- [WHAT TO DO] Print the first line of the records below and every line after it, up to and including the line with "#[derive(Debug, Clone, Default)]". Print nothing else.

RECORDS SHOWN Start Marker

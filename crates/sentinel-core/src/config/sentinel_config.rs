//! Top-level Sentinel configuration with layered resolution.

use std::path::{Path, PathBuf};

use serde::{Deserialize, Serialize};

use super::{AdmissionConfig, CorpusConfig, FusionConfig, ModelConfig};
use crate::constants::PROJECT_CONFIG_FILE;
use crate::errors::ConfigError;

/// Top-level configuration aggregating all sub-configs.
///
/// Resolution order (highest priority first):
/// 1. CLI flags (applied via `apply_cli_overrides`)
/// 2. Environment variables (`SENTINEL_*`)
/// 3. Project config (`sentinel.toml` in project root)
/// 4. User config (`~/.sentinel/config.toml`)
/// 5. Compiled defaults
#[derive(Debug, Clone, Serialize, Deserialize, Default)]
#[serde(default)]
pub struct SentinelConfig {
    pub admission: AdmissionConfig,
    pub fusion: FusionConfig,
    pub model: ModelConfig,
    pub corpus: CorpusConfig,
}

/// CLI override arguments that can be applied to a config.
#[derive(Debug, Clone, Default)]
pub struct CliOverrides {
    pub max_input_chars: Option<usize>,
    pub model_path: Option<PathBuf>,
    pub schema_path: Option<PathBuf>,
    pub patterns_path: Option<PathBuf>,
    pub hot_reload: Option<bool>,
}

impl SentinelConfig {
    /// Load configuration with layered resolution.
    pub fn load(root: &Path, cli_overrides: Option<&CliOverrides>) -> Result<Self, ConfigError> {
        let mut config = Self::default();

        // Layer 4 (lowest priority): user config
        if let Some(user_config_path) = Self::user_config_path() {
            if user_config_path.exists() {
                match Self::merge_toml_file(&mut config, &user_config_path) {
                    Ok(()) => {}
                    Err(e @ ConfigError::ParseError { .. }) => return Err(e),
                    Err(e) => {
                        tracing::warn!(error = %e, "ignoring unreadable user config");
                    }
                }
            }
        }

        // Layer 3: project config
        let project_config_path = root.join(PROJECT_CONFIG_FILE);
        if project_config_path.exists() {
            Self::merge_toml_file(&mut config, &project_config_path)?;
        }

        // Layer 2: environment variables
        Self::apply_env_overrides(&mut config);

        // Layer 1 (highest priority): CLI flags
        if let Some(cli) = cli_overrides {
            Self::apply_cli_overrides(&mut config, cli);
        }

        Self::validate(&config)?;

        Ok(config)
    }

    /// Load configuration from a TOML string (for testing and embedding).
    pub fn from_toml(toml_str: &str) -> Result<Self, ConfigError> {
        let config: Self = toml::from_str(toml_str).map_err(|e| ConfigError::ParseError {
            path: "<string>".to_string(),
            message: e.to_string(),
        })?;
        Self::validate(&config)?;
        Ok(config)
    }

    /// Validate the configuration values.
    pub fn validate(config: &SentinelConfig) -> Result<(), ConfigError> {
        let fusion = &config.fusion;
        for (field, value) in [
            ("fusion.high_threshold", fusion.high_threshold),
            ("fusion.medium_threshold", fusion.medium_threshold),
            (
                "fusion.fallback_keyword_probability",
                fusion.fallback_keyword_probability,
            ),
            (
                "fusion.fallback_clean_probability",
                fusion.fallback_clean_probability,
            ),
        ] {
            if let Some(v) = value {
                if !(0.0..=1.0).contains(&v) {
                    return Err(ConfigError::ValidationFailed {
                        field: field.to_string(),
                        message: "must be between 0.0 and 1.0".to_string(),
                    });
                }
            }
        }
        if fusion.effective_medium_threshold() >= fusion.effective_high_threshold() {
            return Err(ConfigError::ValidationFailed {
                field: "fusion.medium_threshold".to_string(),
                message: "must be lower than fusion.high_threshold".to_string(),
            });
        }
        if let Some(c) = fusion.fallback_confidence {
            if !(0.0..=100.0).contains(&c) {
                return Err(ConfigError::ValidationFailed {
                    field: "fusion.fallback_confidence".to_string(),
                    message: "must be between 0 and 100".to_string(),
                });
            }
        }
        if fusion.snippet_max_chars == Some(0) {
            return Err(ConfigError::ValidationFailed {
                field: "fusion.snippet_max_chars".to_string(),
                message: "must be greater than 0".to_string(),
            });
        }
        if config.admission.max_input_chars == Some(0) {
            return Err(ConfigError::ValidationFailed {
                field: "admission.max_input_chars".to_string(),
                message: "must be greater than 0".to_string(),
            });
        }
        Ok(())
    }

    /// Returns the user config path: `~/.sentinel/config.toml`.
    fn user_config_path() -> Option<PathBuf> {
        home_dir().map(|h| h.join(".sentinel").join("config.toml"))
    }

    /// Merge a TOML file into the existing config.
    /// Unknown keys are silently ignored (forward-compatible).
    fn merge_toml_file(config: &mut SentinelConfig, path: &Path) -> Result<(), ConfigError> {
        let content = std::fs::read_to_string(path).map_err(|_| ConfigError::FileNotFound {
            path: path.display().to_string(),
        })?;

        let file_config: SentinelConfig =
            toml::from_str(&content).map_err(|e| ConfigError::ParseError {
                path: path.display().to_string(),
                message: e.to_string(),
            })?;

        Self::merge(config, &file_config);
        Ok(())
    }

    /// Merge `other` into `base`; `other` wins wherever it has a value.
    fn merge(base: &mut SentinelConfig, other: &SentinelConfig) {
        fn take<T: Clone>(base: &mut Option<T>, other: &Option<T>) {
            if other.is_some() {
                base.clone_from(other);
            }
        }

        take(&mut base.admission.max_input_chars, &other.admission.max_input_chars);

        take(&mut base.fusion.high_threshold, &other.fusion.high_threshold);
        take(&mut base.fusion.medium_threshold, &other.fusion.medium_threshold);
        take(
            &mut base.fusion.fallback_keyword_probability,
            &other.fusion.fallback_keyword_probability,
        );
        take(
            &mut base.fusion.fallback_clean_probability,
            &other.fusion.fallback_clean_probability,
        );
        take(&mut base.fusion.fallback_confidence, &other.fusion.fallback_confidence);
        take(&mut base.fusion.snippet_max_chars, &other.fusion.snippet_max_chars);
        take(&mut base.fusion.patterns_path, &other.fusion.patterns_path);

        take(&mut base.model.model_path, &other.model.model_path);
        take(&mut base.model.schema_path, &other.model.schema_path);
        take(&mut base.model.augmenter_path, &other.model.augmenter_path);
        take(&mut base.model.hot_reload, &other.model.hot_reload);

        take(&mut base.corpus.data_dir, &other.corpus.data_dir);
        take(&mut base.corpus.output_path, &other.corpus.output_path);
        take(&mut base.corpus.parallel, &other.corpus.parallel);
    }

    /// Apply environment variable overrides.
    /// Pattern: `SENTINEL_MAX_INPUT_CHARS`, `SENTINEL_HIGH_THRESHOLD`, etc.
    fn apply_env_overrides(config: &mut SentinelConfig) {
        if let Some(v) = env_parse::<usize>("SENTINEL_MAX_INPUT_CHARS") {
            config.admission.max_input_chars = Some(v);
        }
        if let Some(v) = env_parse::<f64>("SENTINEL_HIGH_THRESHOLD") {
            config.fusion.high_threshold = Some(v);
        }
        if let Some(v) = env_parse::<f64>("SENTINEL_MEDIUM_THRESHOLD") {
            config.fusion.medium_threshold = Some(v);
        }
        if let Ok(val) = std::env::var("SENTINEL_MODEL_PATH") {
            config.model.model_path = Some(PathBuf::from(val));
        }
        if let Ok(val) = std::env::var("SENTINEL_SCHEMA_PATH") {
            config.model.schema_path = Some(PathBuf::from(val));
        }
        if let Ok(val) = std::env::var("SENTINEL_PATTERNS_PATH") {
            config.fusion.patterns_path = Some(PathBuf::from(val));
        }
        if let Some(v) = env_parse::<bool>("SENTINEL_HOT_RELOAD") {
            config.model.hot_reload = Some(v);
        }
    }

    /// Apply CLI overrides (highest priority).
    fn apply_cli_overrides(config: &mut SentinelConfig, cli: &CliOverrides) {
        if let Some(v) = cli.max_input_chars {
            config.admission.max_input_chars = Some(v);
        }
        if let Some(ref v) = cli.model_path {
            config.model.model_path = Some(v.clone());
        }
        if let Some(ref v) = cli.schema_path {
            config.model.schema_path = Some(v.clone());
        }
        if let Some(ref v) = cli.patterns_path {
            config.fusion.patterns_path = Some(v.clone());
        }
        if let Some(v) = cli.hot_reload {
            config.model.hot_reload = Some(v);
        }
    }

    /// Serialize the config back to TOML.
    pub fn to_toml(&self) -> Result<String, ConfigError> {
        toml::to_string_pretty(self).map_err(|e| ConfigError::ParseError {
            path: "<serialization>".to_string(),
            message: e.to_string(),
        })
    }
}

fn env_parse<T: std::str::FromStr>(key: &str) -> Option<T> {
    std::env::var(key).ok().and_then(|v| v.parse::<T>().ok())
}

/// Cross-platform home directory resolution.
fn home_dir() -> Option<PathBuf> {
    std::env::var_os("HOME")
        .or_else(|| std::env::var_os("USERPROFILE"))
        .map(PathBuf::from)
}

RECORDS SHOWN End Marker

- [YOUR SOLUTION]
filename crates/sentinel-core/src/config/sentinel_config.rs
//! Top-level Sentinel configuration with layered resolution.

use std::path::{Path, PathBuf};

use serde::{Deserialize, Serialize};

use super::{AdmissionConfig, CorpusConfig, FusionConfig, ModelConfig};
use crate::constants::PROJECT_CONFIG_FILE;
use crate::errors::ConfigError;

/// Top-level configuration aggregating all sub-configs.
///
/// Resolution order (highest priority first):
/// 1. CLI flags (applied via `apply_cli_overrides`)
/// 2. Environment variables (`SENTINEL_*`)
/// 3. Project config (`sentinel.toml` in project root)
/// 4. User config (`~/.sentinel/config.toml`)
/// 5. Compiled defaults
#[derive(Debug, Clone, Serialize, Deserialize, Default)]
#[serde(default)]
pub struct SentinelConfig {
    pub admission: AdmissionConfig,
    pub fusion: FusionConfig,
    pub model: ModelConfig,
    pub corpus: CorpusConfig,
}

/// CLI override arguments that can be applied to a config.
#[derive(Debug, Clone, Default)]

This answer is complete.